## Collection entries
★ ★ ★
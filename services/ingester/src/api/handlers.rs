use std::sync::Arc;

use axum::{extract::State, http::HeaderMap, Json};
use tracing::instrument;
use tsdb_guard_admission::{tenant_from_headers, HttpResponse, JsonBody};

use crate::ingester::{PushRequest, PushResponse};

use super::types::{HealthResponse, StatsResponse};
use super::ApiState;

type ApiResult<T> = Result<Json<T>, HttpResponse>;

#[instrument(skip_all, fields(series = request.timeseries.len()))]
pub async fn push(
    State(state): State<Arc<ApiState>>,
    headers: HeaderMap,
    JsonBody(request): JsonBody<PushRequest>,
) -> ApiResult<PushResponse> {
    let tenant_id = tenant_from_headers(&headers)?;

    state
        .ingester
        .push(&tenant_id, request)
        .map(Json)
        .map_err(|err| err.to_http_response())
}

pub async fn get_stats(State(state): State<Arc<ApiState>>) -> ApiResult<StatsResponse> {
    Ok(Json(StatsResponse {
        stats: state.ingester.stats(),
    }))
}

pub async fn health_check() -> Json<HealthResponse> {
    Json(HealthResponse {
        status: "healthy".to_string(),
        service: "ingester".to_string(),
    })
}
use std::collections::HashMap;
use std::fs;
use std::path::{Path, PathBuf};
use std::sync::Arc;

use dashmap::DashMap;
use serde::{Deserialize, Serialize};
use thiserror::Error;
use tsdb_guard_admission::LabelSet;

#[derive(Debug, Error)]
pub enum BlocksError {
    #[error("failed to read blocks file {path}: {source}")]
    Io {
        path: PathBuf,
        #[source]
        source: std::io::Error,
    },
    #[error("failed to parse blocks file: {0}")]
    Parse(#[from] serde_json::Error),
}

#[derive(Debug, Clone, Copy, PartialEq, Eq, PartialOrd, Ord, Serialize, Deserialize)]
pub struct Chunk {
    pub min_time_ms: i64,
    pub max_time_ms: i64,
    pub num_samples: u32,
}

impl Chunk {
    pub fn overlaps(&self, min_time_ms: i64, max_time_ms: i64) -> bool {
        self.min_time_ms <= max_time_ms && self.max_time_ms >= min_time_ms
    }
}

#[derive(Debug, Clone, Serialize, Deserialize)]
pub struct StoredSeries {
    pub labels: LabelSet,
    pub chunks: Vec<Chunk>,
}

/// One partition of a tenant's data, scanned by a single worker.
#[derive(Debug, Clone, Serialize, Deserialize)]
pub struct Block {
    pub id: String,
    pub series: Vec<StoredSeries>,
}

impl Block {
    pub fn new(id: impl Into<String>, series: Vec<StoredSeries>) -> Self {
        Self {
            id: id.into(),
            series,
        }
    }

    /// Time range covered by the block's chunks, if it has any.
    pub fn time_range(&self) -> Option<(i64, i64)> {
        self.series
            .iter()
            .flat_map(|series| series.chunks.iter())
            .fold(None, |range, chunk| match range {
                None => Some((chunk.min_time_ms, chunk.max_time_ms)),
                Some((min, max)) => Some((min.min(chunk.min_time_ms), max.max(chunk.max_time_ms))),
            })
    }

    pub fn overlaps(&self, min_time_ms: i64, max_time_ms: i64) -> bool {
        match self.time_range() {
            Some((min, max)) => min <= max_time_ms && max >= min_time_ms,
            None => false,
        }
    }
}

#[derive(Debug, Default)]
pub struct BlockStore {
    tenants: DashMap<String, Vec<Arc<Block>>>,
}

impl BlockStore {
    pub fn new() -> Self {
        Self::default()
    }

    /// Loads `{ "<tenant>": [block, ...] }` from a JSON file.
    pub fn load_file(path: &Path) -> Result<Self, BlocksError> {
        let raw = fs::read_to_string(path).map_err(|source| BlocksError::Io {
            path: path.to_path_buf(),
            source,
        })?;
        let tenants: HashMap<String, Vec<Block>> = serde_json::from_str(&raw)?;

        let store = Self::new();
        for (tenant_id, blocks) in tenants {
            for block in blocks {
                store.add_block(&tenant_id, block);
            }
        }
        Ok(store)
    }

    pub fn add_block(&self, tenant_id: &str, block: Block) {
        self.tenants
            .entry(tenant_id.to_string())
            .or_default()
            .push(Arc::new(block));
    }

    pub fn blocks(&self, tenant_id: &str) -> Vec<Arc<Block>> {
        self.tenants
            .get(tenant_id)
            .map(|blocks| blocks.clone())
            .unwrap_or_default()
    }

    pub fn tenant_count(&self) -> usize {
        self.tenants.len()
    }
}

#[cfg(test)]
mod tests {
    use std::io::Write;

    use super::*;
    use serde_json::json;

    fn chunk(min: i64, max: i64) -> Chunk {
        Chunk {
            min_time_ms: min,
            max_time_ms: max,
            num_samples: 120,
        }
    }

    #[test]
    fn block_time_range_spans_all_chunks() {
        let block = Block::new(
            "01",
            vec![
                StoredSeries {
                    labels: LabelSet::from_pairs([("__name__", "up")]),
                    chunks: vec![chunk(10, 20), chunk(21, 30)],
                },
                StoredSeries {
                    labels: LabelSet::from_pairs([("__name__", "down")]),
                    chunks: vec![chunk(5, 8)],
                },
            ],
        );

        assert_eq!(block.time_range(), Some((5, 30)));
        assert!(block.overlaps(30, 40));
        assert!(!block.overlaps(31, 40));
        assert!(!Block::new("empty", vec![]).overlaps(i64::MIN, i64::MAX));
    }

    #[test]
    fn loads_blocks_per_tenant() {
        let mut file = tempfile::NamedTempFile::new().unwrap();
        let content = json!({
            "tenant-a": [
                { "id": "b1", "series": [] },
                { "id": "b2", "series": [] }
            ],
            "tenant-b": [ { "id": "b3", "series": [] } ]
        });
        file.write_all(content.to_string().as_bytes()).unwrap();

        let store = BlockStore::load_file(file.path()).unwrap();
        assert_eq!(store.tenant_count(), 2);
        assert_eq!(store.blocks("tenant-a").len(), 2);
        assert!(store.blocks("tenant-c").is_empty());
    }

    #[test]
    fn malformed_file_is_parse_error() {
        let mut file = tempfile::NamedTempFile::new().unwrap();
        file.write_all(b"not json").unwrap();
        assert!(matches!(
            BlockStore::load_file(file.path()),
            Err(BlocksError::Parse(_))
        ));
    }
}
★ ★ ★
Would you transcribe the entries above exactly as they appear?

## Result below
filename services/ingester/src/api/handlers.rs
use std::sync::Arc;

use axum::{extract::State, http::HeaderMap, Json};
use tracing::instrument;
use tsdb_guard_admission::{tenant_from_headers, HttpResponse, JsonBody};

use crate::ingester::{PushRequest, PushResponse};

use super::types::{HealthResponse, StatsResponse};
use super::ApiState;

type ApiResult<T> = Result<Json<T>, HttpResponse>;

#[instrument(skip_all, fields(series = request.timeseries.len()))]
pub async fn push(
    State(state): State<Arc<ApiState>>,
    headers: HeaderMap,
    JsonBody(request): JsonBody<PushRequest>,
) -> ApiResult<PushResponse> {
    let tenant_id = tenant_from_headers(&headers)?;

    state
        .ingester
        .push(&tenant_id, request)
        .map(Json)
        .map_err(|err| err.to_http_response())
}

pub async fn get_stats(State(state): State<Arc<ApiState>>) -> ApiResult<StatsResponse> {
    Ok(Json(StatsResponse {
        stats: state.ingester.stats(),
    }))
}

pub async fn health_check() -> Json<HealthResponse> {
    Json(HealthResponse {
        status: "healthy".to_string(),
        service: "ingester".to_string(),
    })
}
use std::collections::HashMap;
use std::fs;
use std::path::{Path, PathBuf};
use std::sync::Arc;

use dashmap::DashMap;
use serde::{Deserialize, Serialize};
use thiserror::Error;
use tsdb_guard_admission::LabelSet;

#[derive(Debug, Error)]
pub enum BlocksError {
    #[error("failed to read blocks file {path}: {source}")]
    Io {
        path: PathBuf,
        #[source]
        source: std::io::Error,
    },
    #[error("failed to parse blocks file: {0}")]
    Parse(#[from] serde_json::Error),
}

#[derive(Debug, Clone, Copy, PartialEq, Eq, PartialOrd, Ord, Serialize, Deserialize)]
pub struct Chunk {
    pub min_time_ms: i64,
    pub max_time_ms: i64,
    pub num_samples: u32,
}

impl Chunk {
    pub fn overlaps(&self, min_time_ms: i64, max_time_ms: i64) -> bool {
        self.min_time_ms <= max_time_ms && self.max_time_ms >= min_time_ms
    }
}

#[derive(Debug, Clone, Serialize, Deserialize)]
pub struct StoredSeries {
    pub labels: LabelSet,
    pub chunks: Vec<Chunk>,
}

/// One partition of a tenant's data, scanned by a single worker.
#[derive(Debug, Clone, Serialize, Deserialize)]
pub struct Block {
    pub id: String,
    pub series: Vec<StoredSeries>,
}

impl Block {
    pub fn new(id: impl Into<String>, series: Vec<StoredSeries>) -> Self {
        Self {
            id: id.into(),
            series,
        }
    }

    /// Time range covered by the block's chunks, if it has any.
    pub fn time_range(&self) -> Option<(i64, i64)> {
        self.series
            .iter()
            .flat_map(|series| series.chunks.iter())
            .fold(None, |range, chunk| match range {
                None => Some((chunk.min_time_ms, chunk.max_time_ms)),
                Some((min, max)) => Some((min.min(chunk.min_time_ms), max.max(chunk.max_time_ms))),
            })
    }

    pub fn overlaps(&self, min_time_ms: i64, max_time_ms: i64) -> bool {
        match self.time_range() {
            Some((min, max)) => min <= max_time_ms && max >= min_time_ms,
            None => false,
        }
    }
}

#[derive(Debug, Default)]
pub struct BlockStore {
    tenants: DashMap<String, Vec<Arc<Block>>>,
}

impl BlockStore {
    pub fn new() -> Self {
        Self::default()
    }

    /// Loads `{ "<tenant>": [block, ...] }` from a JSON file.
    pub fn load_file(path: &Path) -> Result<Self, BlocksError> {
        let raw = fs::read_to_string(path).map_err(|source| BlocksError::Io {
            path: path.to_path_buf(),
            source,
        })?;
        let tenants: HashMap<String, Vec<Block>> = serde_json::from_str(&raw)?;

        let store = Self::new();
        for (tenant_id, blocks) in tenants {
            for block in blocks {
                store.add_block(&tenant_id, block);
            }
        }
        Ok(store)
    }

    pub fn add_block(&self, tenant_id: &str, block: Block) {
        self.tenants
            .entry(tenant_id.to_string())
            .or_default()
            .push(Arc::new(block));
    }

    pub fn blocks(&self, tenant_id: &str) -> Vec<Arc<Block>> {
        self.tenants
            .get(tenant_id)
            .map(|blocks| blocks.clone())
            .unwrap_or_default()
    }

    pub fn tenant_count(&self) -> usize {
        self.tenants.len()
    }
}

#[cfg(test)]
mod tests {
    use std::io::Write;

    use super::*;
    use serde_json::json;

    fn chunk(min: i64, max: i64) -> Chunk {
        Chunk {
            min_time_ms: min,
            max_time_ms: max,
            num_samples: 120,
        }
    }

    #[test]
    fn block_time_range_spans_all_chunks() {
        let block = Block::new(
            "01",
            vec![
                StoredSeries {
                    labels: LabelSet::from_pairs([("__name__", "up")]),
                    chunks: vec![chunk(10, 20), chunk(21, 30)],
                },
                StoredSeries {
                    labels: LabelSet::from_pairs([("__name__", "down")]),
                    chunks: vec![chunk(5, 8)],
                },
            ],
        );

        assert_eq!(block.time_range(), Some((5, 30)));
        assert!(block.overlaps(30, 40));
        assert!(!block.overlaps(31, 40));
        assert!(!Block::new("empty", vec![]).overlaps(i64::MIN, i64::MAX));
    }

    #[test]
    fn loads_blocks_per_tenant() {
        let mut file = tempfile::NamedTempFile::new().unwrap();
        let content = json!({
            "tenant-a": [
                { "id": "b1", "series": [] },
                { "id": "b2", "series": [] }
            ],
            "tenant-b": [ { "id": "b3", "series": [] } ]
        });
        file.write_all(content.to_string().as_bytes()).unwrap();

        let store = BlockStore::load_file(file.path()).unwrap();
        assert_eq!(store.tenant_count(), 2);
        assert_eq!(store.blocks("tenant-a").len(), 2);
        assert!(store.blocks("tenant-c").is_empty());
    }

    #[test]
    fn malformed_file_is_parse_error() {
        let mut file = tempfile::NamedTempFile::new().unwrap();
        file.write_all(b"not json").unwrap();
        assert!(matches!(
            BlockStore::load_file(file.path()),
            Err(BlocksError::Parse(_))
        ));
    }
}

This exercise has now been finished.